## YOUR GOAL
Within the records below is a range that opens at the line with "filename backend/src/domain/projections.rs" and closes at the line with "every request and". Return that range word for word, both ends included, and only that range.

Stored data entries
▼▼▼

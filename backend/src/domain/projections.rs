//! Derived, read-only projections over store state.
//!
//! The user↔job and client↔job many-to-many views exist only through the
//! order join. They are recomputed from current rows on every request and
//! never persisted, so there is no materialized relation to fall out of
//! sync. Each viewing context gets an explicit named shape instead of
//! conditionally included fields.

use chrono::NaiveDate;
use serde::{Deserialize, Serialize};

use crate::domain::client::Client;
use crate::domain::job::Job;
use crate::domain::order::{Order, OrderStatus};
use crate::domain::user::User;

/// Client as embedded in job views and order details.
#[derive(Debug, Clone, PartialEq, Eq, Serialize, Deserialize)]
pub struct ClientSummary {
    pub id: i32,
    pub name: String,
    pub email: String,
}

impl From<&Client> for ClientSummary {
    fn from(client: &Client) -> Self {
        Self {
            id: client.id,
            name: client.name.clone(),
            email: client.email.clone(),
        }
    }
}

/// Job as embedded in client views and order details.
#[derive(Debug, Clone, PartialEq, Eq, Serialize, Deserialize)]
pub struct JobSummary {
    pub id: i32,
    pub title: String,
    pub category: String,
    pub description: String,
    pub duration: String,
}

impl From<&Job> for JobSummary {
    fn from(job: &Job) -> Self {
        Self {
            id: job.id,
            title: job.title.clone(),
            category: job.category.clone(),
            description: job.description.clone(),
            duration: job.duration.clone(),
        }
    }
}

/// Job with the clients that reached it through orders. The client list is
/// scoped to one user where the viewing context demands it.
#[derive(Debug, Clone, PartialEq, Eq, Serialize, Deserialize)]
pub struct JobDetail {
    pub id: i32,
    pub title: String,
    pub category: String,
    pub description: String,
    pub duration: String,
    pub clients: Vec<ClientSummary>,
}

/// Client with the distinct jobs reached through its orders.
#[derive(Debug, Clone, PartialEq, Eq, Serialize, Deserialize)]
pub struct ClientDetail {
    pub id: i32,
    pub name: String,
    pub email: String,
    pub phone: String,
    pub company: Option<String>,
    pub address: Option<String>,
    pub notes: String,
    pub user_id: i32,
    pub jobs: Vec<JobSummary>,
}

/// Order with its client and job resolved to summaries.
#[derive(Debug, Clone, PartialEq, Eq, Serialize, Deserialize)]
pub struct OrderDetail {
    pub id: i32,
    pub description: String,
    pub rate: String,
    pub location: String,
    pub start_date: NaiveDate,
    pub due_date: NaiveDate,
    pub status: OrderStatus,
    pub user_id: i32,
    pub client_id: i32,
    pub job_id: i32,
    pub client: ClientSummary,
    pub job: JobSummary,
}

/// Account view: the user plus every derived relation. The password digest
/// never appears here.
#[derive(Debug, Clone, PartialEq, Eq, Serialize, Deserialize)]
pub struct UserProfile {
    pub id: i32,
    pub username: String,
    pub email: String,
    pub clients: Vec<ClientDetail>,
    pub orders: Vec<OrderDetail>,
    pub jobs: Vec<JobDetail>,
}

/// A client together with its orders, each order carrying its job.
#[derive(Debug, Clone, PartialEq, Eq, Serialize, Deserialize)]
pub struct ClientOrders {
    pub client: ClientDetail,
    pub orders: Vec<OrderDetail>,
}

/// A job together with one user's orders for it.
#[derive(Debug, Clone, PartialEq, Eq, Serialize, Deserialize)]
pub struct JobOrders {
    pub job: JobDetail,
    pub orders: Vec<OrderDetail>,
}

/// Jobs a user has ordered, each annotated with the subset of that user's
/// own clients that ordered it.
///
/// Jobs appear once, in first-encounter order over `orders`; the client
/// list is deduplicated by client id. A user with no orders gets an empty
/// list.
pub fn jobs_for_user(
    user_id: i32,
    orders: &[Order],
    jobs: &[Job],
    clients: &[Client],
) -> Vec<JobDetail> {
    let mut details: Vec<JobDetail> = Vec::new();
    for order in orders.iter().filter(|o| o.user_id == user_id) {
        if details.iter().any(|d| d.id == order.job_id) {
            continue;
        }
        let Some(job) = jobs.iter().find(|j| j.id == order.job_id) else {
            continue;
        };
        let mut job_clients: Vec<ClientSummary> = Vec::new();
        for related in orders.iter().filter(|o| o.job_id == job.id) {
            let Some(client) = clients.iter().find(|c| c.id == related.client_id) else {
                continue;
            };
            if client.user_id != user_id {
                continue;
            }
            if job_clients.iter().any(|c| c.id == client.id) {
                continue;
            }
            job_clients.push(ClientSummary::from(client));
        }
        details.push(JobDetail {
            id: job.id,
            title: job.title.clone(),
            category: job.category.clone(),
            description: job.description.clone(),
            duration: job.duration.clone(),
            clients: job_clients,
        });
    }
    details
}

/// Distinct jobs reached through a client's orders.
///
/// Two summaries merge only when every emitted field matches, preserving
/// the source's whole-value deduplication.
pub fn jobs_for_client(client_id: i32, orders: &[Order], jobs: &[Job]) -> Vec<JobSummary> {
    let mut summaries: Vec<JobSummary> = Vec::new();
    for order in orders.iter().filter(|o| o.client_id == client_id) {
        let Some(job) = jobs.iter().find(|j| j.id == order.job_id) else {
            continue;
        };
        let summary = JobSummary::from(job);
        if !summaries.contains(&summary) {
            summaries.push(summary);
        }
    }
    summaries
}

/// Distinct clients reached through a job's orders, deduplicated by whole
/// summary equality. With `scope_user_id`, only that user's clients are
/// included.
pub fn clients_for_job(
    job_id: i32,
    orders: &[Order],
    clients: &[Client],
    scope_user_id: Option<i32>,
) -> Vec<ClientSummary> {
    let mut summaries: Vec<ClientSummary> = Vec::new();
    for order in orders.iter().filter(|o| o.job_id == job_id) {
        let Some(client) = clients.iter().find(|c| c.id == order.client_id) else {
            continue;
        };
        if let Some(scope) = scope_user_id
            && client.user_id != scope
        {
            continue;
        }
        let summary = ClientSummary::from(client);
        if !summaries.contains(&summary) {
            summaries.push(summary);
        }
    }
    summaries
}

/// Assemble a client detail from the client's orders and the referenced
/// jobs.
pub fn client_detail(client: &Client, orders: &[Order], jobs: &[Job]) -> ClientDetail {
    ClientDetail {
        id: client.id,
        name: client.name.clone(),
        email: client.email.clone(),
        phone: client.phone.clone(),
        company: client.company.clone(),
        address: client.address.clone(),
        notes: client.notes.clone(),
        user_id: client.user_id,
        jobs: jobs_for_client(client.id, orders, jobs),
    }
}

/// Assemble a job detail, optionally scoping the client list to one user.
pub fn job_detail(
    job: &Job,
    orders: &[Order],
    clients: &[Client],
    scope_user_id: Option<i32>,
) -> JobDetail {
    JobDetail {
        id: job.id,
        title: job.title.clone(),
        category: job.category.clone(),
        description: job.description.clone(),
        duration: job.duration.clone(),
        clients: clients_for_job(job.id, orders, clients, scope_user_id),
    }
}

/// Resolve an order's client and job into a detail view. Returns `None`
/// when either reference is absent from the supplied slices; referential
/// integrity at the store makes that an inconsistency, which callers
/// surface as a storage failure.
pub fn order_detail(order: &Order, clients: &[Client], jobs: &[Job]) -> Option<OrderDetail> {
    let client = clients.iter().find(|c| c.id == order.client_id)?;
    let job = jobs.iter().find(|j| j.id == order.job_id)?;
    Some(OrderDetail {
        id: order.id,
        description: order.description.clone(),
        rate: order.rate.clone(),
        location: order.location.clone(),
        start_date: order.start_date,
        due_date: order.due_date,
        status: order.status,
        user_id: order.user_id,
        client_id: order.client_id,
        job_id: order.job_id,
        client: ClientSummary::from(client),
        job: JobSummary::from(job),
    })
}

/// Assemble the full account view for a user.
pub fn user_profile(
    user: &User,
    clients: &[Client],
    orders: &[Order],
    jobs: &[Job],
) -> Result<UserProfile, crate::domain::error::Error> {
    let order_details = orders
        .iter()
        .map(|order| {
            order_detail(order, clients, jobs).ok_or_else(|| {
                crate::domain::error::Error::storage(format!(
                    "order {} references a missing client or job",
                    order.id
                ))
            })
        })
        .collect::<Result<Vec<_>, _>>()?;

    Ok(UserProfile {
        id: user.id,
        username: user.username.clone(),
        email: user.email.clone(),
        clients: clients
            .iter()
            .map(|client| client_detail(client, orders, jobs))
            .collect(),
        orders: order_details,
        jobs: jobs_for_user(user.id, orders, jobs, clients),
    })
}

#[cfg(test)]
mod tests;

▲▲▲
▼▼▼

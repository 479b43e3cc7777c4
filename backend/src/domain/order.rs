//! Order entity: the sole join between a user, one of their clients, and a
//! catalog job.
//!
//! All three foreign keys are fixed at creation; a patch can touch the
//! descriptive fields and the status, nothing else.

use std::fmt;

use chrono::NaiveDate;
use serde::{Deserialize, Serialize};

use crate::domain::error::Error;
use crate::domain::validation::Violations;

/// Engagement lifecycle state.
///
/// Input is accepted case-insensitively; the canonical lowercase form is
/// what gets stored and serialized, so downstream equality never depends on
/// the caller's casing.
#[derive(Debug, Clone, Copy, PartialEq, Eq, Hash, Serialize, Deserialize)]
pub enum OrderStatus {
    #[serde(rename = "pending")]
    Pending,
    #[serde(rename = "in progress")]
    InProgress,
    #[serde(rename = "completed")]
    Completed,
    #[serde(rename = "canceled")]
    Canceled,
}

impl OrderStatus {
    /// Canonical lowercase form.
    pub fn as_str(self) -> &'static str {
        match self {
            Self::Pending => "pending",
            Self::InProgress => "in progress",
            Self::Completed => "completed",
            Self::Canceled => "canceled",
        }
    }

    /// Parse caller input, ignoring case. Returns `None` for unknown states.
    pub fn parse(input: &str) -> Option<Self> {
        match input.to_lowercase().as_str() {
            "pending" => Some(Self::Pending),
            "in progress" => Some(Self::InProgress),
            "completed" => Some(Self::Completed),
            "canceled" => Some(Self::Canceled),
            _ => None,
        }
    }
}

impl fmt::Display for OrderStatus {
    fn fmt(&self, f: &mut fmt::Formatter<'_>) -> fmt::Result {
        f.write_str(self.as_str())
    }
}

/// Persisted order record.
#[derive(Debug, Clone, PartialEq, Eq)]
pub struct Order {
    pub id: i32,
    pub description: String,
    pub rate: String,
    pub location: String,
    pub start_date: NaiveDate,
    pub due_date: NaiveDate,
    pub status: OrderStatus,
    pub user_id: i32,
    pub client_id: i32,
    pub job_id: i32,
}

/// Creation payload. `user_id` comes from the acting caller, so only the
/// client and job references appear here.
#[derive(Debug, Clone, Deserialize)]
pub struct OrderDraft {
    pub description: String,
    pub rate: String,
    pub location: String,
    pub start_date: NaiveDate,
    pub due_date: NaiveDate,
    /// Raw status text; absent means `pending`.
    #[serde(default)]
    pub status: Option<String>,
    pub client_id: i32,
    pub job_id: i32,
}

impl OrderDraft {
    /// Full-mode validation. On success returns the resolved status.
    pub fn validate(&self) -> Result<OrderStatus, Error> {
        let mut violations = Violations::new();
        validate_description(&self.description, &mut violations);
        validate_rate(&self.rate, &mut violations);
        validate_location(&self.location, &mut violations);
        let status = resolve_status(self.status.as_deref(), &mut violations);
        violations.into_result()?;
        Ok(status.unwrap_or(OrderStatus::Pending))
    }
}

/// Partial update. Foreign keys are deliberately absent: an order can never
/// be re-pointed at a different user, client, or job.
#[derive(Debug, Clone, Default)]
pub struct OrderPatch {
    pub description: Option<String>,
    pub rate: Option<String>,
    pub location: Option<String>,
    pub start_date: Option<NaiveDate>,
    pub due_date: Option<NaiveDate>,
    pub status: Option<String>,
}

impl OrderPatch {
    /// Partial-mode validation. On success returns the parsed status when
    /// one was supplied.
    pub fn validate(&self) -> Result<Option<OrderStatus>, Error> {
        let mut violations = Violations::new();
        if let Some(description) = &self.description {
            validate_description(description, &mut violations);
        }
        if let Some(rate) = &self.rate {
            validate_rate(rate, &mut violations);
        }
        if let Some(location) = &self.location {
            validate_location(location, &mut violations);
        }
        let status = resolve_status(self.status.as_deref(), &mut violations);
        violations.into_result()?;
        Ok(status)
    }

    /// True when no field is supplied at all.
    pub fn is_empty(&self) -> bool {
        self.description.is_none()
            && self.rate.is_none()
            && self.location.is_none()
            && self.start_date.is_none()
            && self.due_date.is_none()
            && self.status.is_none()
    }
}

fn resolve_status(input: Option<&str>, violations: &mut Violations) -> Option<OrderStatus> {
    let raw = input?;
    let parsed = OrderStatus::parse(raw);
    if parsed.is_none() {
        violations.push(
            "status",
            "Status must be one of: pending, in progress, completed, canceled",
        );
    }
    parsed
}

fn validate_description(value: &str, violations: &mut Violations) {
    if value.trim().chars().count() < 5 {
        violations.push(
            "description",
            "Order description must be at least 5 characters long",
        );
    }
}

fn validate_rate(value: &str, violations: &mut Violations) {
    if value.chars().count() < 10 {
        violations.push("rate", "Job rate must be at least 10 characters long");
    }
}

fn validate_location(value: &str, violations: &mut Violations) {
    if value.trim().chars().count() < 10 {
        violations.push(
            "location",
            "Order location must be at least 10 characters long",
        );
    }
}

▲▲▲
▼▼▼

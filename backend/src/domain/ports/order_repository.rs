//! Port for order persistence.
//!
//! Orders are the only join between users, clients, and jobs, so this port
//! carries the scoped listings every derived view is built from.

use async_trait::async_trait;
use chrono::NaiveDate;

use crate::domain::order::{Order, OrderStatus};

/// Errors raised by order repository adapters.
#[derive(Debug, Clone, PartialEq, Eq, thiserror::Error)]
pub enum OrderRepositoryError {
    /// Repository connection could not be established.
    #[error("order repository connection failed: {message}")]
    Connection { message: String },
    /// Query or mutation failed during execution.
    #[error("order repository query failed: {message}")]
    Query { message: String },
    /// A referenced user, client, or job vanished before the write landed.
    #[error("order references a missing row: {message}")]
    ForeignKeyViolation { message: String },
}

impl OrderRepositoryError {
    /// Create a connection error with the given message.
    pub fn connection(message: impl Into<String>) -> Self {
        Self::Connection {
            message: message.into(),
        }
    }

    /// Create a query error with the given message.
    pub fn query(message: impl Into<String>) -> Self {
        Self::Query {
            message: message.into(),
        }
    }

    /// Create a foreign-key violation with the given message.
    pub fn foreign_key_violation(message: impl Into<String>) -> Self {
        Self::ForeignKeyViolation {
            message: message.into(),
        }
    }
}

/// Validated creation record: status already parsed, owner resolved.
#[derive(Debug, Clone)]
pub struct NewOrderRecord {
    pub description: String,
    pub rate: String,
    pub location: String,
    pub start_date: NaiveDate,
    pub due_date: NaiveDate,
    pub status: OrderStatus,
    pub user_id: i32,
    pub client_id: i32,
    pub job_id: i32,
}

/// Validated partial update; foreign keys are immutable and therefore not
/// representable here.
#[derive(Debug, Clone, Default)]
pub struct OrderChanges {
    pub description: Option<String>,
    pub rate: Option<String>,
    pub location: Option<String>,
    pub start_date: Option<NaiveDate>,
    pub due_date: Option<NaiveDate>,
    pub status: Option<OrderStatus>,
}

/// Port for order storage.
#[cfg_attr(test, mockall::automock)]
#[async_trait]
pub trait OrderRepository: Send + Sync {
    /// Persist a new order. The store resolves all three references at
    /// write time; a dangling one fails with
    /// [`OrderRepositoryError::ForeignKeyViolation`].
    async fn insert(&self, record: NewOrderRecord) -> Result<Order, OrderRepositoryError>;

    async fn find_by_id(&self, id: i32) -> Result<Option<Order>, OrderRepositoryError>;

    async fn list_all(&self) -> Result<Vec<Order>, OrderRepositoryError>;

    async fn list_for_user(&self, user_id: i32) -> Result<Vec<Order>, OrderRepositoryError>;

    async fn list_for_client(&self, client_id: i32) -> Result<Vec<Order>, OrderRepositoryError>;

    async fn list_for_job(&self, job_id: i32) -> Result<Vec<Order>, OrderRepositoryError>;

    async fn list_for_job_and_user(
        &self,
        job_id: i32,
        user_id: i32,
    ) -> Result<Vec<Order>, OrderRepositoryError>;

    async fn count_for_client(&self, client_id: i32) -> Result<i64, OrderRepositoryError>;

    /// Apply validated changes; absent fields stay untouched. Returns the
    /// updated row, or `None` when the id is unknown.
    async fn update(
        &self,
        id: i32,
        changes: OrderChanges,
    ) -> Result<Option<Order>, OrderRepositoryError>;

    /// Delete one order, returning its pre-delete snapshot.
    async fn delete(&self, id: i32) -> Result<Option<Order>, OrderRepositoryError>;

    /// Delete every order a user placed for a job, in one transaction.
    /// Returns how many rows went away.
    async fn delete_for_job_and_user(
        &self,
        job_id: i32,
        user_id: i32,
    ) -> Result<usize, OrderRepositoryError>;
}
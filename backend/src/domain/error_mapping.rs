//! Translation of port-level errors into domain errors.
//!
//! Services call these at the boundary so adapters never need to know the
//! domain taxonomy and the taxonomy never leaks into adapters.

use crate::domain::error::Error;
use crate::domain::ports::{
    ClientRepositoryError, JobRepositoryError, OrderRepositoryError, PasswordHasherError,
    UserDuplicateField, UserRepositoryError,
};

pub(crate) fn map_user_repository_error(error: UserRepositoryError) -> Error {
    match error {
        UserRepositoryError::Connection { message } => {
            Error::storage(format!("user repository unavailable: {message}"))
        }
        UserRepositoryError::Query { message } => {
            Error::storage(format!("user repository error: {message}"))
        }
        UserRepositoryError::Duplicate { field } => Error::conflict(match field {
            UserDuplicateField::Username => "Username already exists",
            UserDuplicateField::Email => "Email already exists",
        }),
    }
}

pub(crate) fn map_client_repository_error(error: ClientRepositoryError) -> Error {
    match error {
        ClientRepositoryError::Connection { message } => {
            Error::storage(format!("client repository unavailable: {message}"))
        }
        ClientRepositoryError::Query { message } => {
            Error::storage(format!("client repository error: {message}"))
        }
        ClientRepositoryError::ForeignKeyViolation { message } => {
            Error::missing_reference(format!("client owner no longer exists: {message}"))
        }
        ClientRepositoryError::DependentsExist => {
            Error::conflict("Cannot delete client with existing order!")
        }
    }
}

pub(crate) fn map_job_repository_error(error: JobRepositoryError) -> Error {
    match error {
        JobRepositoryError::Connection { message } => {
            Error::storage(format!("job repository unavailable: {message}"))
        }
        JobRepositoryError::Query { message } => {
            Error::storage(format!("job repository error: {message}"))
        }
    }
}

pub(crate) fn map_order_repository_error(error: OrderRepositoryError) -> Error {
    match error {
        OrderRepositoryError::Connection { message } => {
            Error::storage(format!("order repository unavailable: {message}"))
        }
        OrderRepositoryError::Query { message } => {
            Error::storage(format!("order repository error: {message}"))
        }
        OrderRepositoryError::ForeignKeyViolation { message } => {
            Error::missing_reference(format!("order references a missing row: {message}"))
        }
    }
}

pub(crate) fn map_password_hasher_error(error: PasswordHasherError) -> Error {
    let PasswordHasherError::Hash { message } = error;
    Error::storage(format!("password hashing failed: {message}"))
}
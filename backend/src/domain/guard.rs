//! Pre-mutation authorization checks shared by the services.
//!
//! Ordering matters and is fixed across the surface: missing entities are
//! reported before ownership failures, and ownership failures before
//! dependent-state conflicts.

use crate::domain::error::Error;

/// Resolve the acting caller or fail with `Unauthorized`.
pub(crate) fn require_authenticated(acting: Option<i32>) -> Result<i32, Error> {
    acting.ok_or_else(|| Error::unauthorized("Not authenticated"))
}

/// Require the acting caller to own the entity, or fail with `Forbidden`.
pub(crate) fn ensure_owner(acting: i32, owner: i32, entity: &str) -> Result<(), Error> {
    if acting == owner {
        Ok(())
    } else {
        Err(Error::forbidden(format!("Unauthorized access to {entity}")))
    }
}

▲▲▲

## RESPONSE TO THIS TASK
filename backend/src/domain/projections.rs
//! Derived, read-only projections over store state.
//!
//! The user↔job and client↔job many-to-many views exist only through the
//! order join. They are recomputed from current rows on every request and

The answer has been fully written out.